_What you have to do_
Every record below should appear in your answer, copied exactly.

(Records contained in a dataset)
//! Mileage log entry models and DTOs.

use carlog_core::types::{DbId, Timestamp};
use chrono::NaiveDate;
use serde::{Deserialize, Serialize};
use sqlx::FromRow;
use validator::Validate;

/// A `vehicle_log_entries` row.
#[derive(Debug, Clone, FromRow, Serialize)]
pub struct LogEntry {
    pub id: DbId,
    pub vin: String,
    /// 1-based position within the vehicle's log.
    pub seq: i64,
    pub mileage: i64,
    pub recorded_on: NaiveDate,
    pub source: String,
    pub notes: Option<String>,
    pub created_at: Timestamp,
}

/// Input for appending a log entry.
#[derive(Debug, Clone, Deserialize, Validate)]
pub struct CreateLogEntry {
    pub mileage: i64,
    /// Defaults to today (UTC).
    pub recorded_on: Option<NaiveDate>,
    /// Defaults to `"manual"`.
    #[validate(length(min = 1, max = 50))]
    pub source: Option<String>,
    #[validate(length(max = 2000))]
    pub notes: Option<String>,
}

/// Inclusive date bounds for log queries. Absent bounds are open.
#[derive(Debug, Clone, Copy, Default, PartialEq, Eq)]
pub struct DateRange {
    pub from: Option<NaiveDate>,
    pub to: Option<NaiveDate>,
}

impl DateRange {
    pub fn new(from: Option<NaiveDate>, to: Option<NaiveDate>) -> Self {
        Self { from, to }
    }
}
//! Pagination defaults shared by the store and the HTTP layer.

/// Default number of vehicles per page.
pub const DEFAULT_VEHICLE_LIMIT: i64 = 100;

/// Maximum number of vehicles per page.
pub const MAX_VEHICLE_LIMIT: i64 = 500;

/// Default number of log entries per page.
pub const DEFAULT_LOG_LIMIT: i64 = 50;

/// Maximum number of log entries per page.
pub const MAX_LOG_LIMIT: i64 = 500;

/// Default number of search results.
pub const DEFAULT_SEARCH_LIMIT: i64 = 20;

/// Maximum number of search results.
pub const MAX_SEARCH_LIMIT: i64 = 100;

/// Clamp a user-provided limit to `[1, max]`, using `default` when absent.
pub fn clamp_limit(limit: Option<i64>, default: i64, max: i64) -> i64 {
    limit.unwrap_or(default).clamp(1, max)
}

/// Clamp a user-provided offset to non-negative.
pub fn clamp_offset(offset: Option<i64>) -> i64 {
    offset.unwrap_or(0).max(0)
}
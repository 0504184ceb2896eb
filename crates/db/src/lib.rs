//! SQLite-backed vehicle store.
//!
//! Connection pooling, embedded migrations and the health check live here;
//! table access goes through the zero-sized repositories in
//! [`repositories`].

use std::str::FromStr;
use std::time::Duration;

use carlog_core::health::HealthStatus;
use sqlx::sqlite::{SqliteConnectOptions, SqliteJournalMode, SqlitePoolOptions};

pub mod models;
pub mod repositories;

pub type DbPool = sqlx::SqlitePool;

/// How long a writer waits on a locked database before giving up.
const BUSY_TIMEOUT: Duration = Duration::from_secs(5);

/// Create a connection pool from a database URL.
///
/// File databases are created if missing and opened in WAL mode so readers
/// do not block the single writer. In-memory databases exist per
/// connection, so they are pinned to one connection that is never recycled.
pub async fn create_pool(database_url: &str, max_connections: u32) -> Result<DbPool, sqlx::Error> {
    let in_memory = is_in_memory(database_url);

    let mut options = SqliteConnectOptions::from_str(database_url)?
        .create_if_missing(true)
        .foreign_keys(true)
        .busy_timeout(BUSY_TIMEOUT);
    if !in_memory {
        options = options.journal_mode(SqliteJournalMode::Wal);
    }

    let pool_options = if in_memory {
        SqlitePoolOptions::new()
            .max_connections(1)
            .idle_timeout(None)
            .max_lifetime(None)
    } else {
        SqlitePoolOptions::new().max_connections(max_connections.max(1))
    };

    pool_options.connect_with(options).await
}

/// Apply all pending migrations from `db/migrations`.
pub async fn run_migrations(pool: &DbPool) -> Result<(), sqlx::migrate::MigrateError> {
    sqlx::migrate!("../../db/migrations").run(pool).await
}

/// Run a trivial query to confirm the database answers.
pub async fn health_check(pool: &DbPool) -> Result<(), sqlx::Error> {
    sqlx::query("SELECT 1").execute(pool).await?;
    Ok(())
}

/// Check the store and report the outcome as a [`HealthStatus`].
///
/// Failures are logged and folded into the degraded status; this never
/// returns an error.
pub async fn health_status(pool: &DbPool) -> HealthStatus {
    match health_check(pool).await {
        Ok(()) => HealthStatus::up(),
        Err(err) => {
            tracing::warn!(error = %err, "Vehicle store health check failed");
            HealthStatus::down()
        }
    }
}

fn is_in_memory(database_url: &str) -> bool {
    database_url.contains(":memory:") || database_url.contains("mode=memory")
}
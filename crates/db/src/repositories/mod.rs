//! Repository layer.
//!
//! Each repository is a zero-sized struct providing async methods that
//! accept `&SqlitePool` as the first argument.

pub mod log_entry_repo;
pub mod vehicle_repo;

pub use log_entry_repo::LogEntryRepo;
pub use vehicle_repo::VehicleRepo;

_Written answer_
//! Mileage log entry models and DTOs.

use carlog_core::types::{DbId, Timestamp};
use chrono::NaiveDate;
use serde::{Deserialize, Serialize};
use sqlx::FromRow;
use validator::Validate;

/// A `vehicle_log_entries` row.
#[derive(Debug, Clone, FromRow, Serialize)]
pub struct LogEntry {
    pub id: DbId,
    pub vin: String,
    /// 1-based position within the vehicle's log.
    pub seq: i64,
    pub mileage: i64,
    pub recorded_on: NaiveDate,
    pub source: String,
    pub notes: Option<String>,
    pub created_at: Timestamp,
}

/// Input for appending a log entry.
#[derive(Debug, Clone, Deserialize, Validate)]
pub struct CreateLogEntry {
    pub mileage: i64,
    /// Defaults to today (UTC).
    pub recorded_on: Option<NaiveDate>,
    /// Defaults to `"manual"`.
    #[validate(length(min = 1, max = 50))]
    pub source: Option<String>,
    #[validate(length(max = 2000))]
    pub notes: Option<String>,
}

/// Inclusive date bounds for log queries. Absent bounds are open.
#[derive(Debug, Clone, Copy, Default, PartialEq, Eq)]
pub struct DateRange {
    pub from: Option<NaiveDate>,
    pub to: Option<NaiveDate>,
}

impl DateRange {
    pub fn new(from: Option<NaiveDate>, to: Option<NaiveDate>) -> Self {
        Self { from, to }
    }
}
//! Pagination defaults shared by the store and the HTTP layer.

/// Default number of vehicles per page.
pub const DEFAULT_VEHICLE_LIMIT: i64 = 100;

/// Maximum number of vehicles per page.
pub const MAX_VEHICLE_LIMIT: i64 = 500;

/// Default number of log entries per page.
pub const DEFAULT_LOG_LIMIT: i64 = 50;

/// Maximum number of log entries per page.
pub const MAX_LOG_LIMIT: i64 = 500;

/// Default number of search results.
pub const DEFAULT_SEARCH_LIMIT: i64 = 20;

/// Maximum number of search results.
pub const MAX_SEARCH_LIMIT: i64 = 100;

/// Clamp a user-provided limit to `[1, max]`, using `default` when absent.
pub fn clamp_limit(limit: Option<i64>, default: i64, max: i64) -> i64 {
    limit.unwrap_or(default).clamp(1, max)
}

/// Clamp a user-provided offset to non-negative.
pub fn clamp_offset(offset: Option<i64>) -> i64 {
    offset.unwrap_or(0).max(0)
}
repository 0504184ceb2896eb
filename crates/db/src/lib.rs
//! SQLite-backed vehicle store.
//!
//! Connection pooling, embedded migrations and the health check live here;
//! table access goes through the zero-sized repositories in
//! [`repositories`].

use std::str::FromStr;
use std::time::Duration;

use carlog_core::health::HealthStatus;
use sqlx::sqlite::{SqliteConnectOptions, SqliteJournalMode, SqlitePoolOptions};

pub mod models;
pub mod repositories;

pub type DbPool = sqlx::SqlitePool;

/// How long a writer waits on a locked database before giving up.
const BUSY_TIMEOUT: Duration = Duration::from_secs(5);

/// Create a connection pool from a database URL.
///
/// File databases are created if missing and opened in WAL mode so readers
/// do not block the single writer. In-memory databases exist per
/// connection, so they are pinned to one connection that is never recycled.
pub async fn create_pool(database_url: &str, max_connections: u32) -> Result<DbPool, sqlx::Error> {
    let in_memory = is_in_memory(database_url);

    let mut options = SqliteConnectOptions::from_str(database_url)?
        .create_if_missing(true)
        .foreign_keys(true)
        .busy_timeout(BUSY_TIMEOUT);
    if !in_memory {
        options = options.journal_mode(SqliteJournalMode::Wal);
    }

    let pool_options = if in_memory {
        SqlitePoolOptions::new()
            .max_connections(1)
            .idle_timeout(None)
            .max_lifetime(None)
    } else {
        SqlitePoolOptions::new().max_connections(max_connections.max(1))
    };

    pool_options.connect_with(options).await
}

/// Apply all pending migrations from `db/migrations`.
pub async fn run_migrations(pool: &DbPool) -> Result<(), sqlx::migrate::MigrateError> {
    sqlx::migrate!("../../db/migrations").run(pool).await
}

/// Run a trivial query to confirm the database answers.
pub async fn health_check(pool: &DbPool) -> Result<(), sqlx::Error> {
    sqlx::query("SELECT 1").execute(pool).await?;
    Ok(())
}

/// Check the store and report the outcome as a [`HealthStatus`].
///
/// Failures are logged and folded into the degraded status; this never
/// returns an error.
pub async fn health_status(pool: &DbPool) -> HealthStatus {
    match health_check(pool).await {
        Ok(()) => HealthStatus::up(),
        Err(err) => {
            tracing::warn!(error = %err, "Vehicle store health check failed");
            HealthStatus::down()
        }
    }
}

fn is_in_memory(database_url: &str) -> bool {
    database_url.contains(":memory:") || database_url.contains("mode=memory")
}
filename crates/db/src/repositories/mod.rs
//! Repository layer.
//!
//! Each repository is a zero-sized struct providing async methods that
//! accept `&SqlitePool` as the first argument.

pub mod log_entry_repo;
pub mod vehicle_repo;

pub use log_entry_repo::LogEntryRepo;
pub use vehicle_repo::VehicleRepo;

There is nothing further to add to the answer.